第二幅为敦煌莫高窟257窟南壁西侧的图像,因烟熏清晰度严重受损,画面辨识比较困难。前人将此图像定为“弊狗因缘”,并得到学术界的广泛沿用。经过仔细辨认、推理和论证,樊老师认为这应该是律典中广述的“提婆达多破僧事”,而非“弊狗因缘”。画面中的比丘“如佛而卧”、“自投于地”,周围环境也与“提婆达多五事”能够对应,那只先前被认为是狗的小动物,被重新解读为驹驉,画师此处作出了直观的比喻,提婆达多如驹驉,行邪法终将自取灭亡。对这则旧材料的新阐释,将此处南壁西壁的内容以律部思想巧妙连接了起来,有助于揭示出5至6世纪敦煌石窟艺术受到部派典籍和思想的影响。

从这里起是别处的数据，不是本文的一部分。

//! Security rules subsystem.
//!
//! # Data Flow
//! ```text
//! default_rules.json / pinned rules file
//!     → defaults.rs (startup base fragment)
//!     → manager.rs (base + named edits)
//!     → merge.rs (rules data deduplication)
//!     → CompiledRules (handed to the rule engine)
//! ```
//!
//! # Design Decisions
//! - Rule bodies stay opaque JSON; only rules data is interpreted
//! - Compilation is deterministic (edits ordered by name)

pub mod defaults;
pub mod fragment;
pub mod manager;
pub mod merge;

use thiserror::Error;

pub use defaults::{default_rules_fragment, initial_manager};
pub use fragment::{DataEntry, RuleDataEntry, RulesFragment};
pub use manager::{CompiledRules, RulesManager};
pub use merge::merge_data_entries;

/// Errors loading a static ruleset.
#[derive(Debug, Error)]
pub enum RulesError {
    #[error("could not read rules file {path}: {source}")]
    Io {
        path: String,
        #[source]
        source: std::io::Error,
    },

    #[error("could not parse rules file {path}: {source}")]
    Parse {
        path: String,
        #[source]
        source: serde_json::Error,
    },
}
//! Configuration management subsystem.
//!
//! # Data Flow
//! ```text
//! config file (TOML, optional)
//!     → loader.rs (parse & deserialize)
//!     → environment overrides (APPSEC_RULES, APPSEC_ENABLED, ...)
//!     → validation.rs (semantic checks)
//!     → AppsecRcConfig (validated, immutable)
//! ```
//!
//! # Design Decisions
//! - Config is immutable once loaded
//! - All fields have defaults to allow minimal configs
//! - Validation separates syntactic (serde) from semantic checks

pub mod loader;
pub mod schema;
pub mod validation;

pub use loader::{load_config, ConfigError};
pub use schema::AppsecRcConfig;
pub use schema::AppsecConfig;
pub use schema::ObservabilityConfig;
pub use schema::RemoteConfigSettings;
//! Rule engine seam.
//!
//! # Responsibilities
//! - Describe how compiled rules reach the evaluation engine
//! - Provide a structural validator used when no native engine is attached
//!
//! # Design Decisions
//! - The engine validates a ruleset before activating it; a rejected
//!   update leaves the previous ruleset active
//! - Engines are shared behind `Arc` and must be `Send + Sync`

use std::collections::HashSet;
use std::sync::atomic::{AtomicBool, Ordering};

use serde_json::Value;
use thiserror::Error;

use crate::rules::CompiledRules;

/// Errors reported by a rule engine.
#[derive(Debug, Error)]
pub enum EngineError {
    /// The ruleset was refused.
    #[error("invalid rules: {0}")]
    InvalidRules(String),

    /// An update was attempted while the engine is stopped.
    #[error("rule engine is not running")]
    NotRunning,
}

/// The evaluation engine consuming compiled rules.
pub trait RuleEngine: Send + Sync {
    /// Start evaluating requests against `rules`.
    fn start(&self, rules: &CompiledRules) -> Result<(), EngineError>;

    /// Replace the active rules. On error the previous rules stay active.
    fn update(&self, rules: &CompiledRules) -> Result<(), EngineError>;

    /// Stop evaluating requests.
    fn stop(&self);
}

/// Engine that only checks the shape of a ruleset.
///
/// Every rule and custom rule must be an object with a non-empty string
/// `id`, and ids must be unique across both lists.
#[derive(Debug, Default)]
pub struct StructuralEngine {
    running: AtomicBool,
}

impl StructuralEngine {
    pub fn new() -> Self {
        Self::default()
    }

    pub fn is_running(&self) -> bool {
        self.running.load(Ordering::Acquire)
    }
}

/// Check rule ids of a compiled ruleset.
pub fn validate_rules(rules: &CompiledRules) -> Result<(), EngineError> {
    let doc = rules.rules();
    let mut seen = HashSet::new();

    for rule in doc.rules.iter().chain(&doc.custom_rules) {
        let id = rule
            .get("id")
            .and_then(Value::as_str)
            .filter(|id| !id.is_empty())
            .ok_or_else(|| EngineError::InvalidRules(format!("rule without id: {}", rule)))?;
        if !seen.insert(id) {
            return Err(EngineError::InvalidRules(format!("duplicate rule id {}", id)));
        }
    }
    Ok(())
}

impl RuleEngine for StructuralEngine {
    fn start(&self, rules: &CompiledRules) -> Result<(), EngineError> {
        validate_rules(rules)?;
        self.running.store(true, Ordering::Release);
        Ok(())
    }

    fn update(&self, rules: &CompiledRules) -> Result<(), EngineError> {
        if !self.is_running() {
            return Err(EngineError::NotRunning);
        }
        validate_rules(rules)
    }

    fn stop(&self) {
        self.running.store(false, Ordering::Release);
    }
}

四场讲座结束后都留出一定时间与同学们互动。第一场有同学提出了“中国道教中的慈航真人和佛教中观世音菩萨二者区别和联系”“川博的南朝佛像主尊下面台座上小人的身份辨认”等问题,于向东和费泳教授一一给予了解答,使大家对佛教艺术的相关问题得到更深入的了解。后面的讲座,还提出了“张大千画作在美国的收藏情况”“福开森留给南大藏品中佛教造像的情况”“敦煌藏经洞封存的原因,有没有更多藏经洞发现的可能性”“可否从敦煌壁画线描图的图像构成,绘画分析角度来解读图像”等问题,主讲人均进行了进一步的阐释。